Fingerprints have been a huge part of solving crimes since the trial of Thomas Jennings in Chicago in 1911. While breaking into a house, Jennings shot and killed the homeowner. Based on fingerprints found at the scene, Jennings was convicted of the crime. Since then fingerprints have been a key player in many cases.
Recent research has shown that fingerprint examination can produce inaccurate results. A 2009 report from the National Academy of Sciences found that results aren’t repeatable from examiner to examiner. Experienced examiners may find that they disagree with their own past conclusions when they re-examine at a later date. This can lead to innocent people being wrongly accused and criminals being free.
Scientists have been working to reduce human error in fingerprinting. This week, scientists from the National Institute of Standards and Technology (NIST) and Michigan State University developed an algorithm that automates a key step in fingerprint analysis process.
"We know that when humans analyze a crime scene fingerprint, the process is inherently subjective," said Elham Tabassi, a computer engineer at NIST and a co-author of the study. "By reducing the human subjectivity, we can make fingerprint analysis more reliable and more efficient."
There would not be a problem if all fingerprints on a crime scene were high-quality. Computers can easily match two sets of rolled fingerprints. Rolled fingerprints are collected under controlled conditions, such as when a subject rolls 10 fingers onto a fingerprint card or scanner.
The fingerprints left on a crime scene — called latent prints — are often partial, distorted and smudged. If the print is left on something with a confusing background pattern like a dollar bill, it may be difficult to separate the print from the background.
When an examiner receives latent prints from a crime scene, the first step is to judge how much useful information they can extract.

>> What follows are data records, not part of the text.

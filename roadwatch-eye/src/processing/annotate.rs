//! Detection overlays: contour outlines, bounding boxes, class labels

use opencv::core::{Mat, Point, Rect, Scalar, Vector};
use opencv::imgproc;
use opencv::prelude::*;

use crate::detector::Detection;
use crate::error::VisionError;
use crate::processing::contours;

// Overlay colors, BGR
fn box_color() -> Scalar {
    Scalar::new(255.0, 0.0, 0.0, 0.0)
}

fn outline_color() -> Scalar {
    Scalar::new(0.0, 0.0, 255.0, 0.0)
}

pub fn draw_box(frame: &mut Mat, rect: Rect) -> Result<(), VisionError> {
    imgproc::rectangle(frame, rect, box_color(), 2, imgproc::LINE_8, 0)?;
    Ok(())
}

/// Class label above the box, Hershey simplex at 0.9 scale
pub fn draw_label(frame: &mut Mat, text: &str, anchor: Point) -> Result<(), VisionError> {
    imgproc::put_text(
        frame,
        text,
        anchor,
        imgproc::FONT_HERSHEY_SIMPLEX,
        0.9,
        box_color(),
        2,
        imgproc::LINE_8,
        false,
    )?;
    Ok(())
}

pub fn draw_contour(frame: &mut Mat, contour: &Vector<Point>) -> Result<(), VisionError> {
    let mut polys = Vector::<Vector<Point>>::new();
    polys.push(contour.clone());
    imgproc::polylines(frame, &polys, true, outline_color(), 2, imgproc::LINE_8, 0)?;
    Ok(())
}

/// Overlay every detection onto the frame. Each foreground region of a
/// detection's mask gets its outline, a bounding rectangle recomputed from
/// the contour, and the class label above it.
pub fn annotate_frame(frame: &mut Mat, detections: &[Detection]) -> Result<(), VisionError> {
    let frame_size = frame.size()?;

    for detection in detections {
        let found = contours::mask_contours(&detection.mask, frame_size)?;
        for contour in found.iter() {
            let rect = contours::contour_bounding_rect(&contour)?;
            draw_contour(frame, &contour)?;
            draw_box(frame, rect)?;
            draw_label(
                frame,
                &detection.class_name,
                Point::new(rect.x, rect.y - 10),
            )?;
        }
    }

    Ok(())
}

#[cfg(test)]
mod tests {
    use super::*;
    use crate::detector::InstanceMask;
    use opencv::core::CV_8UC3;

    fn black_frame(width: i32, height: i32) -> Mat {
        Mat::new_rows_cols_with_default(height, width, CV_8UC3, Scalar::all(0.0)).unwrap()
    }

    fn count_nonzero_pixels(frame: &Mat) -> i32 {
        let mut gray = Mat::default();
        imgproc::cvt_color(frame, &mut gray, imgproc::COLOR_BGR2GRAY, 0).unwrap();
        opencv::core::count_non_zero(&gray).unwrap()
    }

    #[test]
    fn draw_box_marks_pixels() {
        let mut frame = black_frame(64, 64);
        draw_box(&mut frame, Rect::new(10, 10, 30, 30)).unwrap();
        assert!(count_nonzero_pixels(&frame) > 0);
    }

    #[test]
    fn annotate_frame_draws_each_mask_region() {
        let mut data = vec![0u8; 64];
        for y in 2..6 {
            for x in 2..6 {
                data[y * 8 + x] = 1;
            }
        }
        let detection = Detection {
            class_id: 0,
            class_name: "pothole".to_string(),
            confidence: 0.9,
            bbox: (16.0, 16.0, 32.0, 32.0),
            mask: InstanceMask::new(8, 8, data).unwrap(),
        };

        let mut frame = black_frame(64, 64);
        annotate_frame(&mut frame, &[detection]).unwrap();
        assert!(count_nonzero_pixels(&frame) > 0);
    }

    #[test]
    fn annotate_frame_with_no_detections_leaves_frame_untouched() {
        let mut frame = black_frame(64, 64);
        annotate_frame(&mut frame, &[]).unwrap();
        assert_eq!(count_nonzero_pixels(&frame), 0);
    }

    #[test]
    fn empty_mask_detection_draws_nothing() {
        let detection = Detection {
            class_id: 0,
            class_name: "pothole".to_string(),
            confidence: 0.9,
            bbox: (0.0, 0.0, 10.0, 10.0),
            mask: InstanceMask::new(8, 8, vec![0u8; 64]).unwrap(),
        };

        let mut frame = black_frame(64, 64);
        annotate_frame(&mut frame, &[detection]).unwrap();
        assert_eq!(count_nonzero_pixels(&frame), 0);
    }
}
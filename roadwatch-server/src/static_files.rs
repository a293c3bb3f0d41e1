use axum::{
    body::Body,
    http::{Response, StatusCode},
    response::{Html, IntoResponse},
};

// The UI is compiled into the binary so the server ships as a single file.
const INDEX_HTML: &str = include_str!("../assets/index.html");
const STYLE_CSS: &str = include_str!("../assets/style.css");
const SCRIPT_JS: &str = include_str!("../assets/script.js");

/// Serve the embedded upload page
pub async fn index_handler() -> impl IntoResponse {
    Html(INDEX_HTML)
}

/// Serve the embedded stylesheet
pub async fn style_handler() -> impl IntoResponse {
    asset_response("text/css", STYLE_CSS)
}

/// Serve the embedded frontend script
pub async fn script_handler() -> impl IntoResponse {
    asset_response("application/javascript", SCRIPT_JS)
}

fn asset_response(content_type: &'static str, body: &'static str) -> Response<Body> {
    Response::builder()
        .status(StatusCode::OK)
        .header("content-type", content_type)
        .body(Body::from(body))
        .unwrap_or_else(|_| {
            Response::builder()
                .status(StatusCode::INTERNAL_SERVER_ERROR)
                .body(Body::from("Internal server error"))
                .unwrap()
        })
}
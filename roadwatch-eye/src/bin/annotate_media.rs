//! One-shot pothole annotation of a single image or video file

use anyhow::{Context, Result};
use clap::Parser;
use roadwatch_core::{AppConfig, MediaKind};
use roadwatch_eye::{process_image, process_video, YoloSeg};

#[derive(Parser)]
#[command(name = "annotate_media")]
#[command(about = "Run pothole segmentation over a single image or video", long_about = None)]
struct Args {
    /// Input image or video file
    input: String,

    /// Where to write the annotated result
    output: String,

    /// Model artifact path (overrides configuration)
    #[arg(long)]
    model: Option<String>,

    /// Configuration file path
    #[arg(long, short)]
    config: Option<String>,
}

fn main() -> Result<()> {
    tracing_subscriber::fmt().with_target(false).init();

    let args = Args::parse();

    let mut config = match &args.config {
        Some(path) => AppConfig::from_file(path).context("Failed to load configuration")?,
        None => AppConfig::from_env(),
    };
    if let Some(model) = &args.model {
        config.model.path = model.clone();
    }
    config.validate().context("Invalid configuration")?;

    let kind = MediaKind::from_filename(&args.input)
        .with_context(|| format!("Unsupported media type: {}", args.input))?;

    let detector = YoloSeg::new(&config.model)?;

    match kind {
        MediaKind::Image => {
            let summary = process_image(&detector, &args.input, &args.output, &config.processing)?;
            println!(
                "Wrote {} with {} detections",
                args.output, summary.detections
            );
        }
        MediaKind::Video => {
            let summary = process_video(&detector, &args.input, &args.output, &config.processing)?;
            println!(
                "Wrote {} ({} of {} frames, {} detections)",
                args.output, summary.frames_written, summary.frames_read, summary.detections
            );
        }
    }

    Ok(())
}
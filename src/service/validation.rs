//! Field-level validation shared by record and filter checks.

use crate::error::AppError;
use std::collections::BTreeMap;

/// Field name -> message. Ordered so error bodies are stable.
pub type ValidationErrors = BTreeMap<String, String>;

/// Accumulates named failures. Only the first message per field is kept.
#[derive(Debug, Default, Clone)]
pub struct Validator {
    errors: ValidationErrors,
}

impl Validator {
    pub fn new() -> Self {
        Validator::default()
    }

    pub fn valid(&self) -> bool {
        self.errors.is_empty()
    }

    pub fn add_error(&mut self, field: &str, message: &str) {
        self.errors
            .entry(field.to_string())
            .or_insert_with(|| message.to_string());
    }

    /// Records `message` under `field` unless `ok` holds.
    pub fn check(&mut self, ok: bool, field: &str, message: &str) {
        if !ok {
            self.add_error(field, message);
        }
    }

    pub fn errors(&self) -> &ValidationErrors {
        &self.errors
    }

    pub fn into_errors(self) -> ValidationErrors {
        self.errors
    }

    /// `Ok(())` when no failures were recorded, otherwise the full map as [`AppError::Validation`].
    pub fn into_result(self) -> Result<(), AppError> {
        if self.valid() {
            Ok(())
        } else {
            Err(AppError::Validation(self.errors))
        }
    }
}

pub fn permitted_value<T: PartialEq + ?Sized>(value: &T, list: &[&T]) -> bool {
    list.iter().any(|v| *v == value)
}
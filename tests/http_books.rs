use axum::body::{to_bytes, Body};
use axum::http::{header, Method, Request, StatusCode};
use axum::Router;
use book_catalog::{app, AppConfig, AppState, Models};
use serde_json::{json, Value};
use tower::ServiceExt;

fn test_app() -> Router {
    app(AppState::new(Models::in_memory(), AppConfig::default()))
}

async fn send(app: &Router, method: Method, uri: &str, body: Option<Value>) -> (StatusCode, Value) {
    let builder = Request::builder().method(method).uri(uri);
    let req = match body {
        Some(v) => builder
            .header(header::CONTENT_TYPE, "application/json")
            .body(Body::from(v.to_string()))
            .unwrap(),
        None => builder.body(Body::empty()).unwrap(),
    };
    let res = app.clone().oneshot(req).await.unwrap();
    let status = res.status();
    let bytes = to_bytes(res.into_body(), usize::MAX).await.unwrap();
    let json = if bytes.is_empty() {
        Value::Null
    } else {
        serde_json::from_slice(&bytes).unwrap()
    };
    (status, json)
}

fn dune() -> Value {
    json!({
        "title": "Dune",
        "author": "Frank Herbert",
        "year": 1965,
        "genres": ["sci-fi", "classic"],
        "released_at": 1965
    })
}

#[tokio::test]
async fn healthcheck_reports_available() {
    let app = test_app();
    let (status, body) = send(&app, Method::GET, "/v1/healthcheck", None).await;
    assert_eq!(status, StatusCode::OK);
    assert_eq!(body["status"], "available");
    assert_eq!(body["environment"], "development");
}

#[tokio::test]
async fn create_then_show() {
    let app = test_app();
    let (status, body) = send(&app, Method::POST, "/v1/books", Some(dune())).await;
    assert_eq!(status, StatusCode::CREATED);
    assert_eq!(body["data"]["id"], 1);
    assert_eq!(body["data"]["version"], 1);

    let (status, body) = send(&app, Method::GET, "/v1/books/1", None).await;
    assert_eq!(status, StatusCode::OK);
    assert_eq!(body["data"]["title"], "Dune");
    assert!(body["data"].get("created_at").is_none());
    assert!(body.get("meta").is_none());
}

#[tokio::test]
async fn invalid_book_is_unprocessable() {
    let app = test_app();
    let (status, body) = send(&app, Method::POST, "/v1/books", Some(json!({ "title": "Dune" }))).await;
    assert_eq!(status, StatusCode::UNPROCESSABLE_ENTITY);
    assert_eq!(body["error"]["code"], "validation_error");
    assert_eq!(body["error"]["details"]["author"], "must be provided");
    assert_eq!(body["error"]["details"]["genres"], "must be provided");
}

#[tokio::test]
async fn malformed_json_body_uses_error_envelope() {
    let app = test_app();
    let req = Request::builder()
        .method(Method::POST)
        .uri("/v1/books")
        .header(header::CONTENT_TYPE, "application/json")
        .body(Body::from("{\"title\": "))
        .unwrap();
    let res = app.clone().oneshot(req).await.unwrap();
    assert_eq!(res.status(), StatusCode::BAD_REQUEST);
    let bytes = to_bytes(res.into_body(), usize::MAX).await.unwrap();
    let body: Value = serde_json::from_slice(&bytes).unwrap();
    assert_eq!(body["error"]["code"], "bad_request");

    send(&app, Method::POST, "/v1/books", Some(dune())).await;
    let (status, body) = send(&app, Method::PATCH, "/v1/books/1", Some(json!({ "year": "soon" }))).await;
    assert_eq!(status, StatusCode::BAD_REQUEST);
    assert_eq!(body["error"]["code"], "bad_request");
}

#[tokio::test]
async fn unknown_or_malformed_ids_are_not_found() {
    let app = test_app();
    for uri in ["/v1/books/42", "/v1/books/0", "/v1/books/abc"] {
        let (status, body) = send(&app, Method::GET, uri, None).await;
        assert_eq!(status, StatusCode::NOT_FOUND, "{uri}");
        assert_eq!(body["error"]["code"], "not_found");
    }
}

#[tokio::test]
async fn patch_with_stale_version_conflicts() {
    let app = test_app();
    send(&app, Method::POST, "/v1/books", Some(dune())).await;

    let (status, body) = send(
        &app,
        Method::PATCH,
        "/v1/books/1",
        Some(json!({ "title": "Dune Messiah", "year": 1969, "version": 1 })),
    )
    .await;
    assert_eq!(status, StatusCode::OK);
    assert_eq!(body["data"]["title"], "Dune Messiah");
    assert_eq!(body["data"]["version"], 2);

    let (status, body) = send(
        &app,
        Method::PATCH,
        "/v1/books/1",
        Some(json!({ "title": "Children of Dune", "version": 1 })),
    )
    .await;
    assert_eq!(status, StatusCode::CONFLICT);
    assert_eq!(body["error"]["code"], "edit_conflict");
}

#[tokio::test]
async fn delete_then_delete_again() {
    let app = test_app();
    send(&app, Method::POST, "/v1/books", Some(dune())).await;

    let (status, body) = send(&app, Method::DELETE, "/v1/books/1", None).await;
    assert_eq!(status, StatusCode::OK);
    assert_eq!(body["message"], "book successfully deleted");

    let (status, _) = send(&app, Method::DELETE, "/v1/books/1", None).await;
    assert_eq!(status, StatusCode::NOT_FOUND);
}

#[tokio::test]
async fn list_filters_and_reports_metadata() {
    let app = test_app();
    send(&app, Method::POST, "/v1/books", Some(dune())).await;
    send(
        &app,
        Method::POST,
        "/v1/books",
        Some(json!({
            "title": "Emma",
            "author": "Jane Austen",
            "year": 1815,
            "genres": ["romance", "classic"],
            "released_at": 1815
        })),
    )
    .await;

    let (status, body) = send(&app, Method::GET, "/v1/books?genres=classic&sort=-year&page_size=1", None).await;
    assert_eq!(status, StatusCode::OK);
    assert_eq!(body["data"].as_array().map(Vec::len), Some(1));
    assert_eq!(body["data"][0]["title"], "Dune");
    assert_eq!(body["meta"]["total_records"], 2);
    assert_eq!(body["meta"]["last_page"], 2);

    let (status, body) = send(&app, Method::GET, "/v1/books?title=%20%20", None).await;
    assert_eq!(status, StatusCode::OK);
    assert_eq!(body["meta"]["total_records"], 2);
}

#[tokio::test]
async fn list_rejects_bad_query_parameters() {
    let app = test_app();
    let (status, body) = send(&app, Method::GET, "/v1/books?sort=price", None).await;
    assert_eq!(status, StatusCode::UNPROCESSABLE_ENTITY);
    assert_eq!(body["error"]["details"]["sort"], "invalid sort value");

    let (status, body) = send(&app, Method::GET, "/v1/books?page=two", None).await;
    assert_eq!(status, StatusCode::UNPROCESSABLE_ENTITY);
    assert_eq!(body["error"]["details"]["page"], "must be an integer value");
}
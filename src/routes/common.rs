//! Common routes: healthcheck, readiness, version.

use crate::state::AppState;
use axum::{extract::State, routing::get, Json, Router};
use serde::Serialize;

#[derive(Serialize)]
struct HealthBody {
    status: &'static str,
    environment: String,
    version: &'static str,
}

#[derive(Serialize)]
struct ReadyBody {
    status: &'static str,
    #[serde(skip_serializing_if = "Option::is_none")]
    database: Option<&'static str>,
}

async fn healthcheck(State(state): State<AppState>) -> Json<HealthBody> {
    Json(HealthBody {
        status: "available",
        environment: state.config.env.clone(),
        version: env!("CARGO_PKG_VERSION"),
    })
}

async fn ready(State(state): State<AppState>) -> Result<Json<ReadyBody>, (axum::http::StatusCode, Json<ReadyBody>)> {
    let Some(pool) = &state.pool else {
        return Ok(Json(ReadyBody {
            status: "ok",
            database: None,
        }));
    };
    if sqlx::query("SELECT 1").fetch_optional(pool).await.is_err() {
        return Err((
            axum::http::StatusCode::SERVICE_UNAVAILABLE,
            Json(ReadyBody {
                status: "degraded",
                database: Some("unavailable"),
            }),
        ));
    }
    Ok(Json(ReadyBody {
        status: "ok",
        database: Some("ok"),
    }))
}

async fn version() -> Json<serde_json::Value> {
    Json(serde_json::json!({
        "name": env!("CARGO_PKG_NAME"),
        "version": env!("CARGO_PKG_VERSION")
    }))
}

/// GET /v1/healthcheck, GET /ready, GET /version.
pub fn common_routes(state: AppState) -> Router {
    Router::new()
        .route("/v1/healthcheck", get(healthcheck))
        .route("/ready", get(ready))
        .route("/version", get(version))
        .with_state(state)
}
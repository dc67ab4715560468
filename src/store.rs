//! Connection pool construction and database bootstrap.

use crate::config::{idle_timeout, DbConfig};
use crate::error::AppError;
use sqlx::postgres::PgPoolOptions;
use sqlx::ConnectOptions;
use sqlx::PgPool;
use std::str::FromStr;
use std::time::Duration;

const CONNECT_TIMEOUT: Duration = Duration::from_secs(5);

/// Builds the shared pool from config and checks it with a ping.
pub async fn new_pool(db: &DbConfig) -> Result<PgPool, AppError> {
    let idle = idle_timeout(db)?;
    let pool = PgPoolOptions::new()
        .max_connections(db.max_open_conns)
        .min_connections(db.max_idle_conns.min(db.max_open_conns))
        .idle_timeout(idle)
        .acquire_timeout(CONNECT_TIMEOUT)
        .connect(&db.dsn)
        .await?;
    tokio::time::timeout(CONNECT_TIMEOUT, sqlx::query("SELECT 1").execute(&pool))
        .await
        .map_err(|_| AppError::StorageTimeout(CONNECT_TIMEOUT))??;
    Ok(pool)
}

/// Ensure the database in `database_url` exists; create it if not. Connects to the
/// default `postgres` database to run CREATE DATABASE. Call before creating the main pool.
pub async fn ensure_database_exists(database_url: &str) -> Result<(), AppError> {
    let (admin_url, db_name) = parse_db_name_from_url(database_url)?;
    if db_name.is_empty() || db_name == "postgres" {
        return Ok(());
    }
    let opts = sqlx::postgres::PgConnectOptions::from_str(&admin_url)
        .map_err(|e| AppError::BadRequest(format!("invalid DATABASE_URL: {}", e)))?;
    let mut conn: sqlx::PgConnection = opts.connect().await?;
    let exists: (bool,) = sqlx::query_as("SELECT EXISTS(SELECT 1 FROM pg_database WHERE datname = $1)")
        .bind(&db_name)
        .fetch_one(&mut conn)
        .await?;
    if !exists.0 {
        tracing::info!(database = %db_name, "creating database");
        sqlx::query(&format!("CREATE DATABASE {}", quote_ident(&db_name)))
            .execute(&mut conn)
            .await?;
    }
    Ok(())
}

fn parse_db_name_from_url(url: &str) -> Result<(String, String), AppError> {
    let path_start = url.rfind('/').ok_or_else(|| AppError::BadRequest("DATABASE_URL: no path".into()))? + 1;
    let path_and_query = url.get(path_start..).unwrap_or("");
    let (db_name, query) = match path_and_query.split_once('?') {
        Some((name, query)) => (name.trim(), Some(query)),
        None => (path_and_query.trim(), None),
    };
    let base = url.get(..path_start).unwrap_or(url);
    let admin_url = match query {
        Some(query) => format!("{}postgres?{}", base, query),
        None => format!("{}postgres", base),
    };
    Ok((admin_url, db_name.to_string()))
}

fn quote_ident(name: &str) -> String {
    format!("\"{}\"", name.replace('"', "\"\""))
}
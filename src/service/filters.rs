//! Paging and sorting input for list endpoints.
//!
//! The sort token is client input. It only ever reaches SQL after it has been
//! matched literally against a static safelist, and what is substituted is the
//! safelist's own string.

use crate::error::AppError;
use crate::service::validation::{permitted_value, Validator};

pub const MAX_PAGE: i64 = 10_000_000;
pub const MAX_PAGE_SIZE: i64 = 100;

#[derive(Clone, Copy, Debug, PartialEq, Eq)]
pub enum SortDirection {
    Asc,
    Desc,
}

impl SortDirection {
    pub fn as_sql(self) -> &'static str {
        match self {
            SortDirection::Asc => "ASC",
            SortDirection::Desc => "DESC",
        }
    }
}

/// A sort column proven to come from a safelist.
#[derive(Clone, Copy, Debug, PartialEq, Eq)]
pub struct SortOrder {
    column: &'static str,
    direction: SortDirection,
}

impl SortOrder {
    pub fn column(&self) -> &'static str {
        self.column
    }

    pub fn direction(&self) -> SortDirection {
        self.direction
    }
}

/// Splits a safelisted token into column and direction. Returns `None` when the
/// raw token (sign included) is not a member of `safelist`.
pub fn resolve_sort(sort: &str, safelist: &'static [&'static str]) -> Option<SortOrder> {
    let entry: &'static str = safelist.iter().copied().find(|s| *s == sort)?;
    Some(match entry.strip_prefix('-') {
        Some(column) => SortOrder {
            column,
            direction: SortDirection::Desc,
        },
        None => SortOrder {
            column: entry,
            direction: SortDirection::Asc,
        },
    })
}

#[derive(Clone, Debug)]
pub struct Filters {
    pub page: i64,
    pub page_size: i64,
    pub sort: String,
    pub sort_safelist: &'static [&'static str],
}

impl Filters {
    pub fn new(page: i64, page_size: i64, sort: impl Into<String>, sort_safelist: &'static [&'static str]) -> Self {
        Filters {
            page,
            page_size,
            sort: sort.into(),
            sort_safelist,
        }
    }

    /// Resolved sort order. Fails with a validation error for tokens outside the safelist.
    pub fn sort_order(&self) -> Result<SortOrder, AppError> {
        resolve_sort(&self.sort, self.sort_safelist).ok_or_else(|| {
            let mut v = Validator::new();
            v.add_error("sort", "invalid sort value");
            AppError::Validation(v.into_errors())
        })
    }

    pub fn limit(&self) -> i64 {
        self.page_size
    }

    pub fn offset(&self) -> i64 {
        (self.page - 1) * self.page_size
    }
}

pub fn validate_filters(v: &mut Validator, f: &Filters) {
    v.check(f.page > 0, "page", "must be greater than zero");
    v.check(f.page <= MAX_PAGE, "page", "must be a maximum of 10 million");
    v.check(f.page_size > 0, "page_size", "must be greater than zero");
    v.check(f.page_size <= MAX_PAGE_SIZE, "page_size", "must be a maximum of 100");
    v.check(
        permitted_value(f.sort.as_str(), f.sort_safelist),
        "sort",
        "invalid sort value",
    );
}
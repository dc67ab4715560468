//! Entity repositories and the `Models` aggregate handed to the HTTP layer.
//!
//! Each entity kind is a capability trait. `Models` bundles one implementation
//! of each, built once from a shared pool. Every operation makes a single
//! round trip to PostgreSQL bounded by the configured query timeout.

mod books;
pub mod memory;
mod tokens;
mod users;

pub use books::{validate_book, validate_book_for_year, Book, BookStore, PgBookRepository, BOOK_SORT_SAFELIST, DEFAULT_BOOK_SORT};
pub use tokens::{PgTokenRepository, Token, TokenStore, SCOPE_ACTIVATION, SCOPE_AUTHENTICATION};
pub use users::{validate_email, validate_user, PgUserRepository, User, UserStore};

use crate::error::AppError;
use sqlx::PgPool;
use std::future::Future;
use std::sync::Arc;
use std::time::Duration;

pub const DEFAULT_QUERY_TIMEOUT: Duration = Duration::from_secs(3);

#[derive(Clone)]
pub struct Models {
    pub books: Arc<dyn BookStore>,
    pub users: Arc<dyn UserStore>,
    pub tokens: Arc<dyn TokenStore>,
}

impl Models {
    /// PostgreSQL-backed repositories sharing one pool.
    pub fn new(pool: PgPool, query_timeout: Duration) -> Self {
        Models {
            books: Arc::new(PgBookRepository::new(pool.clone(), query_timeout)),
            users: Arc::new(PgUserRepository::new(pool.clone(), query_timeout)),
            tokens: Arc::new(PgTokenRepository::new(pool, query_timeout)),
        }
    }

    /// In-process repositories with the same contracts, for tests and local tooling.
    pub fn in_memory() -> Self {
        let store = Arc::new(memory::MemoryStore::new());
        Models {
            books: store.clone(),
            users: store.clone(),
            tokens: store,
        }
    }
}

/// Runs one storage round trip under `limit`. Elapsed deadlines become
/// [`AppError::StorageTimeout`]; the statement is dropped, nothing is retried.
pub(crate) async fn bounded<T, F>(limit: Duration, fut: F) -> Result<T, AppError>
where
    F: Future<Output = Result<T, sqlx::Error>>,
{
    match tokio::time::timeout(limit, fut).await {
        Ok(res) => res.map_err(AppError::from),
        Err(_) => {
            tracing::warn!(timeout = ?limit, "query timed out");
            Err(AppError::StorageTimeout(limit))
        }
    }
}
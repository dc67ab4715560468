//! Pagination metadata for list responses.

use serde::Serialize;

/// Page description returned next to a list result. All zero for an empty result.
#[derive(Clone, Copy, Debug, Default, PartialEq, Eq, Serialize)]
pub struct Metadata {
    pub page: i64,
    pub page_size: i64,
    pub first_page: i64,
    pub last_page: i64,
    pub total_records: i64,
}

/// Page and page size are echoed back unclamped; a page past `last_page` is a valid empty page.
pub fn calculate_metadata(total_records: i64, page: i64, page_size: i64) -> Metadata {
    if total_records <= 0 || page_size <= 0 {
        return Metadata::default();
    }
    Metadata {
        page,
        page_size,
        first_page: 1,
        last_page: (total_records + page_size - 1) / page_size,
        total_records,
    }
}

#[cfg(test)]
mod tests {
    use super::*;

    #[test]
    fn zero_records_is_all_zero() {
        assert_eq!(calculate_metadata(0, 3, 20), Metadata::default());
    }

    #[test]
    fn last_page_is_ceiling() {
        for page_size in 1..=100 {
            for total in [1_i64, 2, 7, 99, 100, 101, 1_000, 12_345] {
                let m = calculate_metadata(total, 1, page_size);
                let expected = total / page_size + i64::from(total % page_size != 0);
                assert_eq!(m.last_page, expected, "total {total} size {page_size}");
                assert_eq!(m.first_page, 1);
                assert_eq!(m.total_records, total);
                assert_ne!(m, Metadata::default());
            }
        }
    }

    #[test]
    fn page_is_not_clamped() {
        let m = calculate_metadata(45, 9, 20);
        assert_eq!(m.page, 9);
        assert_eq!(m.page_size, 20);
        assert_eq!(m.last_page, 3);
    }
}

"This first step is standard practice in the forensic community," said Anil Jain, a computer scientist at Michigan State University and co-author of the study. "This is the step we automated.”
If the print contains sufficient and usable information, it can be submitted to an automated fingerprint identification system (AFIS). AFIS then searches its database and returns a list of potential matches, and the examiner looks for a conclusive match. The initial decision on fingerprint quality is critical.
"If you submit a print to AFIS that does not have sufficient information, you're more likely to get erroneous matches," Tabassi said. On the other hand, "if you don't submit a print that actually does have sufficient information, the perpetrator gets off the hook."
The current process of judging print quality is subjective and different examiners come to different conclusions. Automating that step makes the results consistent.
“That means we will be able to study the errors and find ways to fix them over time,” Tabassi said.
The current process of judging print quality is subjective, and different examiners come to different conclusions. Automating this step makes the results consistent. This means that researchers could study the errors and fix them over time.
Automating this step will allow fingerprint examiners to more efficiently process this evidence. That would allow them to reduce backlogs, solve crimes more quickly and spend more time on challenging prints that require more work.
Researchers used machine learning to build their algorithm. With traditional programming, the programmer writes out explicit instructions for a computer to follow. In machine learning, the user trains the computer to recognize patterns by showing it examples.
To find the training examples, researchers had 31 fingerprint experts analyze 100 latent prints each, scoring every print's quality on a scale of 1 to 5. These prints and their scores were used to train the algorithm to determine the information contained in the latent print.
After the training was completed, researchers tested the algorithm's performance by having it score a new series of latent prints. They then submitted the scored prints to AFIS software connected to a database of over 250,000 rolled prints.
The testing scenario was different from real casework. In this test, the researchers knew the correct match for each latent print. If the scoring algorithm worked correctly, then the ability of AFIS to find that correct patch should correlate with the quality score. Prints scored as low-quality should be more likely to produce incorrect results. That’s why it is so important to not inadvertently submit low-quality prints to AFIS in real casework. Prints scored as high-quality should be more likely to produce the correct match.
Based on this metric, the scoring algorithm performed slightly better than the average of the human examiners involved in the study.
The availability of a large dataset of latent prints is what made the breakthrough possible. Machine learning algorithms need large datasets for training, large datasets of latent fingerprints have not been available to researchers because of privacy concerns until now. The Michigan State Police provided the researchers with the testing dataset after first stripping the data of all identifying information.
The next step for the researchers is to use an even larger dataset, which would allow them to improve the algorithm’s performance and more accurately measure its error rate.
A paper on this research was published in IEEE Transactions on Information Forensics and Security.